Nous pénétrons ensuite dans le territoire de Gōčihr, le grand Ver. Une noble créature mythique de ce
qui semble faire partie de leurs superstitions. Ou peut-être pas, à moins que certaines dunes ne se
déplacent d'elle-même par un phénomène que je n'arrive pas encore à comprendre. Je comprends à
cette occassion qu'Amir estime que je suis pour lui la cause d'une éventuelle colère du Ver géant, ou
quoi que soit ce que je venais de voir dans le ciel nocturne.

Deux jours plus tard, lorsqu'Isham me demande mon aval pour jouer les éclaireurs avec Amir et
Djillali, j'acquiesce volontiers, voulant à la fois prouver ma valeur dans cette caravane et me
permettre d'épancher ma soif d'action.

Je prends donc mes deux épées de duel que j'accroche à ma ceinture à ses nouveaux vêtements, les
fixant dans mon dos pour me permettre de marcher plus silencieusement et me laisser plus
d'amplitude à mes mouvements.
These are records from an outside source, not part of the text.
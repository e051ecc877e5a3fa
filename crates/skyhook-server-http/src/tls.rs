//! TLS termination for the HTTPS front door
//!
//! Certificate acquisition and renewal are an outside concern; this module
//! only loads the PEM material it is pointed at and hands rustls a
//! certificate resolver, with TLS 1.2 as the floor.

use std::fs::File;
use std::io::BufReader;
use std::path::Path;
use std::sync::Arc;

use rustls::pki_types::{CertificateDer, PrivateKeyDer};
use rustls::server::{ClientHello, ResolvesServerCert};
use rustls::sign::CertifiedKey;
use rustls::ServerConfig;
use tokio_rustls::TlsAcceptor;

use crate::IngressError;

/// Serves one certificate chain for every SNI name.
#[derive(Debug)]
struct StaticCertResolver {
    cert: Arc<CertifiedKey>,
}

impl ResolvesServerCert for StaticCertResolver {
    fn resolve(&self, _client_hello: ClientHello) -> Option<Arc<CertifiedKey>> {
        Some(self.cert.clone())
    }
}

/// Load TLS certificates from a PEM file.
fn load_certs(path: &Path) -> Result<Vec<CertificateDer<'static>>, IngressError> {
    let file = File::open(path)
        .map_err(|e| IngressError::Tls(format!("failed to open cert file: {e}")))?;
    let mut reader = BufReader::new(file);

    rustls_pemfile::certs(&mut reader)
        .collect::<Result<Vec<_>, _>>()
        .map_err(|e| IngressError::Tls(format!("failed to parse certs: {e}")))
}

/// Load the private key from a PEM file.
fn load_private_key(path: &Path) -> Result<PrivateKeyDer<'static>, IngressError> {
    let file = File::open(path)
        .map_err(|e| IngressError::Tls(format!("failed to open key file: {e}")))?;
    let mut reader = BufReader::new(file);

    rustls_pemfile::private_key(&mut reader)
        .map_err(|e| IngressError::Tls(format!("failed to parse key: {e}")))?
        .ok_or_else(|| IngressError::Tls("no private key found".to_string()))
}

/// Build the acceptor for the HTTPS listener from on-disk PEM material.
pub fn build_acceptor(cert_path: &Path, key_path: &Path) -> Result<TlsAcceptor, IngressError> {
    let certs = load_certs(cert_path)?;
    let key = load_private_key(key_path)?;

    let signing_key = rustls::crypto::ring::sign::any_supported_type(&key)
        .map_err(|e| IngressError::Tls(format!("invalid key: {e}")))?;

    let resolver = Arc::new(StaticCertResolver {
        cert: Arc::new(CertifiedKey::new(certs, signing_key)),
    });

    let config =
        ServerConfig::builder_with_protocol_versions(&[&rustls::version::TLS13, &rustls::version::TLS12])
            .with_no_client_auth()
            .with_cert_resolver(resolver);

    Ok(TlsAcceptor::from(Arc::new(config)))
}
Je prends aussi une petite bourse noire contenant le résultat d'un
de mes passe-temps favori, une expérience réalisé avec le peu de matériel qu'il me restait et une
poudre de roche rouge qu'ils appelaient le "souffle de feu" dont Mahmoud se servait pour donner
des effets pyrotechniques pour accompagner ses narrations. Le mélange que j'avais produit semblait
capable -lorsqu'un choc ou une flamme y était ajouté- de se transformé en une flamme chaude qui
pouvait faire fondre même les métaux, et produisait une fumée blanche âcre et épaisse. J'avais
plusieurs utilisations de ce procédé en tête, même si il ne restait pour l'instant qu'au stade de
l'expérimentation.

Puis avant de partir, je m'adresse discrètement à Isham, laissant les deux autres partir devant :

[color=#990099]- La décision vous reviendra, Ambassadeur, mais si il s'avérait que nous ne revenions
pas de cette reconnaissance, je vous conseille de contourner ces entrailles de roches, et de ne pas
traîner ici. Et quoi qu'il puisse m'arriver, j'ose espère que vous tiendrez parole et que vous ferez en
sorte qu'il n'arrive rien à Dame Lucrétia...[/color], annoncé-je avant d'afficher mon sourire le plus sûr
de moi : [color=#990099]...Mais ne vous inquiétez pas, je saurais vous ramener vos guerriers en vie...
[/color]

[center]***[/center]

Tandis que nous nous enfonçons dans les entrailles du monstre rocheux, je me demande si nous
n'aurions pas mieux fait de trouver un point de vue plus en altitude pour ne pas tomber directement
dans la gueule d'un éventuel loup. Malheureusement avec ces prédictions, la suite des événements
me donne raison. Avant même que Djillali feule un attention mes deux lames forgées sur mesure et
assez courtes (mais plus longues que des épées courtes) sont au clair.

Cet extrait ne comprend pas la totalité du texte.